Without a doubt, the popularity of telemedicine services — virtual visits patients conduct with healthcare providers via video chat, phone call, or even email — is on the rise. One recent study from consulting firm McKinsey & Company shows that in April 2020, telehealth use was 78 times higher than in February 2020 and currently represents between 13 and 17 percent of all health consultations.

There are many reasons why telemedicine is gaining in popularity, not the least of which is the fact that it has made a lot of sense to use during the pandemic, when in-person interactions can present a level of risk, particularly for people in high-risk groups. Ward Svarvari, a vice president and healthcare relationship executive at Commerce Bank, says changes in regulations also contributed to this increased adoption.

“Prior to the pandemic, certain regulations made it difficult for physicians to broadly offer telemedicine services,” Svarvari says. “These restrictions were lifted during the pandemic to help physicians treat patients without needing to see them in person. I would guess that COVID-19 accelerated the adoption of telemedicine by about five years.”

What makes telemedicine visits so appealing is not only the convenience they offer the patient, but also the reduced costs for both the patient and provider, as they are typically less expensive than an office visit. A study from the journal Health Affairs found that a telemedicine visit costs an average of $79, while an office visit averages $146. It’s important to note that these are out-of-pocket prices; as Svarvari points out, the difference between copays may be less, if they’re different at all. “Your insurance may make the copay for any visit the same amount, whether it’s virtual or in-person,” he says. “If you’re paying out of pocket, however, there are certain scenarios when a virtual visit can provide the same outcome for a much lower out-of-pocket cost. In that case, telemedicine is very likely to be your better option.”
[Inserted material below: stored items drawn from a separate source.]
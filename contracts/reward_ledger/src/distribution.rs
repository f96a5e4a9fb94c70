use lockstake::{utils::months_between, StakePoolQueryClient};
use soroban_sdk::{log, Address, Env, Vec, U256};

use crate::{
    error::ContractError,
    storage::{get_claimed_months, get_month, Config, MonthData},
};

/// Months fully elapsed since `start_time`; the month in progress is not counted.
pub fn passed_months(env: &Env, config: &Config) -> u32 {
    let passed = months_between(config.start_time, env.ledger().timestamp());
    u32::try_from(passed).unwrap_or(u32::MAX)
}

/// Reward owed for a month to a staker holding `staker_shares` out of `total_shares` right now.
///
/// reward * staker_shares / total_shares, capped by what is still unpaid for the month.
pub fn month_payout(
    env: &Env,
    month: &MonthData,
    staker_shares: i128,
    total_shares: i128,
) -> Result<i128, ContractError> {
    let remaining_reward = month
        .reward
        .checked_sub(month.claimed_reward)
        .ok_or(ContractError::ContractMathError)?;
    if remaining_reward <= 0 || staker_shares <= 0 || total_shares <= 0 {
        return Ok(0);
    }

    let payout = U256::from_u128(env, month.reward as u128)
        .mul(&U256::from_u128(env, staker_shares as u128))
        .div(&U256::from_u128(env, total_shares as u128));

    let payout = payout
        .to_u128()
        .and_then(|v| i128::try_from(v).ok())
        .ok_or(ContractError::ContractMathError)?;

    Ok(payout.min(remaining_reward))
}

pub struct PendingClaim {
    /// First month being paid
    pub from: u32,
    /// New high-water mark once paid
    pub to: u32,
    pub payout: i128,
    /// Updated bookkeeping of months `from..to`, in order
    pub months: Vec<MonthData>,
}

/// Works out what `staker` would receive for every elapsed month not paid to them yet.
pub fn pending_claim(
    env: &Env,
    config: &Config,
    staker: &Address,
) -> Result<PendingClaim, ContractError> {
    let from = get_claimed_months(env, staker);
    let to = passed_months(env, config);
    if from >= to {
        log!(
            env,
            "Rewards: Claim: nothing to claim, paid through month {}",
            from
        );
        return Err(ContractError::NothingToClaim);
    }

    let stake_pool = StakePoolQueryClient::new(env, &config.stake_pool);
    let staker_shares = stake_pool.query_staker_info(staker).total_shares;
    if staker_shares <= 0 {
        log!(env, "Rewards: Claim: nothing to claim, no open stakes");
        return Err(ContractError::NothingToClaim);
    }
    let total_shares = stake_pool.query_total_shares();

    let mut payout = 0i128;
    let mut months = Vec::new(env);
    for index in from..to {
        let mut month = get_month(env, index);
        let month_reward = month_payout(env, &month, staker_shares, total_shares)?;

        month.claimed_reward = month
            .claimed_reward
            .checked_add(month_reward)
            .ok_or(ContractError::ContractMathError)?;
        payout = payout
            .checked_add(month_reward)
            .ok_or(ContractError::ContractMathError)?;

        months.push_back(month);
    }

    if payout == 0 {
        log!(
            env,
            "Rewards: Claim: nothing to claim, months {} to {} are paid out",
            from,
            to
        );
        return Err(ContractError::NothingToClaim);
    }

    Ok(PendingClaim {
        from,
        to,
        payout,
        months,
    })
}

#[cfg(test)]
mod tests {
    use super::*;

    fn month(reward: i128, claimed_reward: i128) -> MonthData {
        MonthData {
            reward,
            claimed_reward,
        }
    }

    #[test]
    fn payout_is_share_of_month_reward() {
        let env = Env::default();

        assert_eq!(month_payout(&env, &month(1_000, 0), 1, 3), Ok(333));
        assert_eq!(month_payout(&env, &month(1_000, 0), 1, 2), Ok(500));
        assert_eq!(month_payout(&env, &month(1_000, 0), 7, 7), Ok(1_000));
    }

    #[test]
    fn earlier_claims_do_not_change_the_share() {
        let env = Env::default();

        // first claimer with 1 of 3 shares took 333
        assert_eq!(month_payout(&env, &month(1_000, 333), 1, 3), Ok(333));
        // rounding dust stays in the ledger
        assert_eq!(month_payout(&env, &month(1_000, 666), 1, 3), Ok(333));
    }

    #[test]
    fn payout_is_capped_by_unpaid_reward() {
        let env = Env::default();

        // a staker who left after claiming shrank total shares below what was paid against
        assert_eq!(month_payout(&env, &month(1_000, 900), 10, 20), Ok(100));
        assert_eq!(month_payout(&env, &month(1_000, 1_000), 1, 3), Ok(0));
    }

    #[test]
    fn tiny_stake_gets_a_tiny_payout() {
        let env = Env::default();
        let shares = 1_000_000_000;

        // half the month is unpaid, the newcomer still only earns its own weight
        assert_eq!(
            month_payout(&env, &month(1_000_000, 500_000), 1, shares + 1),
            Ok(0)
        );
        assert_eq!(
            month_payout(&env, &month(1_000_000, 500_000), shares, shares + 1),
            Ok(500_000)
        );
    }

    #[test]
    fn no_reward_or_no_shares_pays_nothing() {
        let env = Env::default();

        assert_eq!(month_payout(&env, &MonthData::default(), 5, 10), Ok(0));
        assert_eq!(month_payout(&env, &month(1_000, 0), 0, 10), Ok(0));
        assert_eq!(month_payout(&env, &month(1_000, 0), 5, 0), Ok(0));
    }

    #[test]
    fn wide_intermediate_does_not_overflow() {
        let env = Env::default();
        let reward = 10i128.pow(30);
        let shares = 10i128.pow(30);

        assert_eq!(
            month_payout(&env, &month(reward, 0), shares, 4 * shares),
            Ok(reward / 4)
        );
    }
}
The Health Affairs study notes that another factor to consider is how often one uses telemedicine. Because virtual visits are more convenient, it’s possible that people will use them more freely than they would an in-office visit. If so, while per-visit costs would come down, more visits per year could cause your total costs to go up.

Whether or not people truly are seeing doctors more frequently due to an uptick in telemedicine usage is unclear. The study reported that as many as 88 percent of telemedicine visits represented new utilization — in other words, they represent visits that people would not have made if telehealth were not an option. On the other hand, Teladoc, a telehealth services operator, reports that only 13 percent of their visits represent new medical use.
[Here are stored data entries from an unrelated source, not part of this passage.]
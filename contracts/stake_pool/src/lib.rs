#![no_std]
mod contract;
mod error;
mod math;
mod msg;
mod storage;

pub use contract::{StakePool, StakePoolClient};
pub use error::ContractError;
pub use msg::SharesResponse;
pub use storage::{Config, Stake};
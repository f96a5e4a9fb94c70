use lockstake::{utils::lock_end, StakerInfo};
use soroban_sdk::{
    contract, contractimpl, contractmeta, log, panic_with_error, token, Address, Env, Vec,
};

use crate::{
    error::ContractError,
    math,
    msg::SharesResponse,
    storage::{
        get_config, get_stakes, get_total_shares, save_config, save_stakes, save_total_shares,
        Config, Stake,
    },
};

// Metadata that is added on to the WASM custom section
contractmeta!(key = "Description", val = "Lockstake time-locked token staking");

#[contract]
pub struct StakePool;

pub trait StakePoolTrait {
    // Locks `amount` of the staking token for `lock_days` and returns the index of the new stake
    fn stake(env: Env, sender: Address, amount: i128, lock_days: u64)
        -> Result<u32, ContractError>;

    // Releases the principal of a matured stake
    fn unstake(env: Env, sender: Address, stake_index: u32) -> Result<(), ContractError>;

    // QUERIES

    fn calculate_shares(
        env: Env,
        amount: i128,
        lock_days: u64,
    ) -> Result<SharesResponse, ContractError>;

    fn query_config(env: Env) -> Config;

    fn query_total_shares(env: Env) -> i128;

    fn query_stake_count(env: Env, staker: Address) -> u32;

    fn query_stake(env: Env, staker: Address, stake_index: u32) -> Result<Stake, ContractError>;

    fn query_stakes(env: Env, staker: Address) -> Vec<Stake>;

    fn query_staker_info(env: Env, staker: Address) -> StakerInfo;
}

#[contractimpl]
impl StakePoolTrait for StakePool {
    fn stake(
        env: Env,
        sender: Address,
        amount: i128,
        lock_days: u64,
    ) -> Result<u32, ContractError> {
        sender.require_auth();

        let config = get_config(&env);

        if amount <= 0 {
            log!(&env, "Stake: Stake: invalid amount {}", amount);
            return Err(ContractError::InvalidAmount);
        }
        if lock_days < config.min_lock_days || lock_days > config.max_lock_days {
            log!(
                &env,
                "Stake: Stake: invalid lockDays {}, must be between {} and {}",
                lock_days,
                config.min_lock_days,
                config.max_lock_days
            );
            return Err(ContractError::InvalidLockDays);
        }

        let shares = math::calculate_shares(&env, &config, amount, lock_days)?.shares;
        let total_shares = get_total_shares(&env)
            .checked_add(shares)
            .ok_or(ContractError::ContractMathError)?;

        let staking_token_client = token::Client::new(&env, &config.staking_token);
        staking_token_client.transfer(&sender, &env.current_contract_address(), &amount);

        let mut stakes = get_stakes(&env, &sender);
        stakes.push_back(Stake {
            amount,
            lock_days,
            lock_timestamp: env.ledger().timestamp(),
            unstaked: false,
        });
        save_stakes(&env, &sender, &stakes);
        save_total_shares(&env, total_shares);

        env.events().publish(("stake", "user"), &sender);
        env.events().publish(("stake", "amount"), amount);
        env.events().publish(("stake", "lock_days"), lock_days);
        env.events().publish(("stake", "shares"), shares);

        Ok(stakes.len() - 1)
    }

    fn unstake(env: Env, sender: Address, stake_index: u32) -> Result<(), ContractError> {
        sender.require_auth();

        let config = get_config(&env);

        let mut stakes = get_stakes(&env, &sender);
        let Some(mut stake) = stakes.get(stake_index) else {
            log!(&env, "Stake: Unstake: invalid index {}", stake_index);
            return Err(ContractError::InvalidIndex);
        };

        if stake.unstaked {
            log!(&env, "Stake: Unstake: unstaked already");
            return Err(ContractError::UnstakedAlready);
        }

        let unlock_time = lock_end(stake.lock_timestamp, stake.lock_days);
        if env.ledger().timestamp() < unlock_time {
            log!(
                &env,
                "Stake: Unstake: unstaking too early, stake unlocks at {}",
                unlock_time
            );
            return Err(ContractError::TooEarly);
        }

        // shares are never stored; the same inputs give back exactly what was added on stake
        let shares =
            math::calculate_shares(&env, &config, stake.amount, stake.lock_days)?.shares;
        let total_shares = get_total_shares(&env)
            .checked_sub(shares)
            .ok_or(ContractError::ContractMathError)?;

        stake.unstaked = true;
        stakes.set(stake_index, stake.clone());
        save_stakes(&env, &sender, &stakes);
        save_total_shares(&env, total_shares);

        let staking_token_client = token::Client::new(&env, &config.staking_token);
        staking_token_client.transfer(&env.current_contract_address(), &sender, &stake.amount);

        env.events().publish(("unstake", "user"), &sender);
        env.events().publish(("unstake", "index"), stake_index);
        env.events().publish(("unstake", "amount"), stake.amount);

        Ok(())
    }

    // QUERIES

    fn calculate_shares(
        env: Env,
        amount: i128,
        lock_days: u64,
    ) -> Result<SharesResponse, ContractError> {
        math::calculate_shares(&env, &get_config(&env), amount, lock_days)
    }

    fn query_config(env: Env) -> Config {
        get_config(&env)
    }

    fn query_total_shares(env: Env) -> i128 {
        get_total_shares(&env)
    }

    fn query_stake_count(env: Env, staker: Address) -> u32 {
        get_stakes(&env, &staker).len()
    }

    fn query_stake(env: Env, staker: Address, stake_index: u32) -> Result<Stake, ContractError> {
        get_stakes(&env, &staker)
            .get(stake_index)
            .ok_or(ContractError::InvalidIndex)
    }

    fn query_stakes(env: Env, staker: Address) -> Vec<Stake> {
        get_stakes(&env, &staker)
    }

    fn query_staker_info(env: Env, staker: Address) -> StakerInfo {
        let config = get_config(&env);

        let mut info = StakerInfo::default();
        for stake in get_stakes(&env, &staker).iter().filter(|s| !s.unstaked) {
            let shares = math::calculate_shares(&env, &config, stake.amount, stake.lock_days)
                .unwrap_or_else(|err| panic_with_error!(&env, err))
                .shares;
            info.total_amount = info
                .total_amount
                .checked_add(stake.amount)
                .unwrap_or_else(|| panic_with_error!(&env, ContractError::ContractMathError));
            info.total_shares = info
                .total_shares
                .checked_add(shares)
                .unwrap_or_else(|| panic_with_error!(&env, ContractError::ContractMathError));
        }

        info
    }
}

#[contractimpl]
impl StakePool {
    pub fn __constructor(
        env: Env,
        staking_token: Address,
        min_lock_days: u64,
        max_lock_days: u64,
        share_bonus_per_year: u32,
        share_bonus_per_1m_tokens: u32,
    ) {
        if min_lock_days == 0 || min_lock_days > max_lock_days {
            log!(
                &env,
                "Stake: Initialize: invalid lock bounds {} - {}",
                min_lock_days,
                max_lock_days
            );
            panic_with_error!(&env, ContractError::InvalidLockBounds);
        }

        let token_decimals = token::Client::new(&env, &staking_token).decimals();

        let config = Config {
            staking_token: staking_token.clone(),
            token_decimals,
            min_lock_days,
            max_lock_days,
            share_bonus_per_year,
            share_bonus_per_1m_tokens,
        };
        save_config(&env, &config);
        save_total_shares(&env, 0);

        env.events()
            .publish(("initialize", "Lockstake staking pool"), &staking_token);
    }
}
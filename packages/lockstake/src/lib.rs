#![no_std]

pub mod ttl;
pub mod utils;

use soroban_sdk::{contractclient, contracttype, Address, Env};

/// Aggregated view over every open (not yet unstaked) position of a staker.
#[contracttype]
#[derive(Clone, Debug, Eq, PartialEq, Default)]
pub struct StakerInfo {
    /// Sum of the principal of all open stakes
    pub total_amount: i128,
    /// Sum of the shares of all open stakes, recomputed from their immutable inputs
    pub total_shares: i128,
}

/// The read-only part of the stake pool the reward ledger depends on.
#[contractclient(name = "StakePoolQueryClient")]
pub trait StakePoolInterface {
    fn query_total_shares(env: Env) -> i128;

    fn query_staker_info(env: Env, staker: Address) -> StakerInfo;
}
use lockstake::utils::MONTH_IN_SECONDS;
use lockstake_pool::{StakePool, StakePoolClient};
use soroban_sdk::{
    testutils::{Address as _, Ledger},
    token, Address, Env,
};

use crate::contract::{RewardLedger, RewardLedgerClient};

/// One whole token of a Stellar asset (7 decimals)
pub const TOKEN: i128 = 10_000_000;
/// Rewards start accruing this long after the contracts get deployed
pub const CLAIM_START_DELAY: u64 = 300;
pub const GENESIS: u64 = 1_000;
pub const START_TIME: u64 = GENESIS + CLAIM_START_DELAY;

pub fn deploy_token_contract<'a>(
    env: &Env,
    admin: &Address,
) -> (token::Client<'a>, token::StellarAssetClient<'a>) {
    let address = env
        .register_stellar_asset_contract_v2(admin.clone())
        .address();
    (
        token::Client::new(env, &address),
        token::StellarAssetClient::new(env, &address),
    )
}

pub fn deploy_stake_pool_contract<'a>(env: &Env, staking_token: &Address) -> StakePoolClient<'a> {
    StakePoolClient::new(
        env,
        &env.register(
            StakePool,
            (staking_token.clone(), 30u64, 3650u64, 1_000u32, 50u32),
        ),
    )
}

pub fn deploy_reward_ledger_contract<'a>(
    env: &Env,
    stake_pool: &Address,
    reward_token: &Address,
    start_time: u64,
) -> RewardLedgerClient<'a> {
    RewardLedgerClient::new(
        env,
        &env.register(
            RewardLedger,
            (stake_pool.clone(), reward_token.clone(), start_time),
        ),
    )
}

pub struct TestSetup<'a> {
    pub admin: Address,
    pub token: token::Client<'a>,
    pub token_admin: token::StellarAssetClient<'a>,
    pub stake_pool: StakePoolClient<'a>,
    pub rewards: RewardLedgerClient<'a>,
}

/// Staking and reward token are the same asset, rewards start `CLAIM_START_DELAY` after genesis.
pub fn setup<'a>(env: &Env) -> TestSetup<'a> {
    env.mock_all_auths();
    env.ledger().with_mut(|li| {
        li.timestamp = GENESIS;
    });

    let admin = Address::generate(env);
    let (token, token_admin) = deploy_token_contract(env, &admin);
    let stake_pool = deploy_stake_pool_contract(env, &token.address);
    let rewards =
        deploy_reward_ledger_contract(env, &stake_pool.address, &token.address, START_TIME);

    token_admin.mint(&admin, &(1_000_000 * TOKEN));

    TestSetup {
        admin,
        token,
        token_admin,
        stake_pool,
        rewards,
    }
}

/// Moves the ledger to `months` whole months past the reward start.
pub fn jump_to_month(env: &Env, months: u64) {
    env.ledger().with_mut(|li| {
        li.timestamp = START_TIME + months * MONTH_IN_SECONDS;
    });
}

/// Same tolerance as one whole token of rounding across a multi month claim.
pub fn assert_close(actual: i128, expected: i128) {
    assert!(
        (actual - expected).abs() <= TOKEN,
        "expected {} to be within one token of {}",
        actual,
        expected
    );
}
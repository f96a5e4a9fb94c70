use lockstake::utils::{BPS_DENOMINATOR, DAYS_IN_YEAR};
use soroban_sdk::{Env, U256};

use crate::{error::ContractError, msg::SharesResponse, storage::Config};

/// Size bonus is scaled per this many whole tokens
const SIZE_BONUS_TOKENS: u128 = 1_000_000;

/// Computes the shares of a deposit of `amount` locked for `lock_days`.
///
/// * **Equation**
///
/// long_term_bonus = amount * share_bonus_per_year * lock_days / (365 * 10_000)
///
/// size_bonus = amount * share_bonus_per_1m_tokens * amount / (1_000_000 * 10**decimals * 10_000)
///
/// shares = amount + long_term_bonus + size_bonus
///
/// Products are evaluated in 256 bits and each bonus is floored exactly once.
pub fn calculate_shares(
    env: &Env,
    config: &Config,
    amount: i128,
    lock_days: u64,
) -> Result<SharesResponse, ContractError> {
    if amount < 0 {
        return Err(ContractError::InvalidAmount);
    }
    let amount = U256::from_u128(env, amount as u128);

    let long_term_bonus = amount
        .mul(&U256::from_u32(env, config.share_bonus_per_year))
        .mul(&U256::from_u128(env, lock_days as u128))
        .div(&U256::from_u128(
            env,
            (DAYS_IN_YEAR * BPS_DENOMINATOR) as u128,
        ));

    let size_bonus_units = U256::from_u128(env, SIZE_BONUS_TOKENS)
        .mul(&U256::from_u32(env, 10).pow(config.token_decimals))
        .mul(&U256::from_u128(env, BPS_DENOMINATOR as u128));
    let size_bonus = amount
        .mul(&U256::from_u32(env, config.share_bonus_per_1m_tokens))
        .mul(&amount)
        .div(&size_bonus_units);

    let shares = amount.add(&long_term_bonus).add(&size_bonus);

    Ok(SharesResponse {
        shares: to_i128(&shares)?,
        long_term_bonus: to_i128(&long_term_bonus)?,
    })
}

fn to_i128(value: &U256) -> Result<i128, ContractError> {
    value
        .to_u128()
        .and_then(|v| i128::try_from(v).ok())
        .ok_or(ContractError::ContractMathError)
}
“Regardless of how frequently you use it, having access to telemedicine makes visiting a doctor much easier — you don’t have to worry about transportation, childcare, or the extra time spent driving to and from a physician’s office,” says Svarvari. He adds that if you are interested in finding out more about the costs of telemedicine and whether it’s available to you as an option, the best place to start is with your insurance provider.

“Some health plans cover telehealth visits and some don’t, so it’s important to ask,” Svarvari says. “They can tell you what’s available. There are also options for telemedicine available through pharmacy chains and urgent care facilities, so you could also contact them or go to their websites to learn more.”

In short, telemedicine provides an excellent option to potentially save money on medical costs, particularly if you have a minor issue or one that doesn’t require you to be treated in person. It can even be used for specialties such as mental health or for sharing lab results.

“Telemedicine obviously can’t be used for every medical situation,” says Svarvari, “but if you can use it, the convenience and potential cost savings are worth looking into.”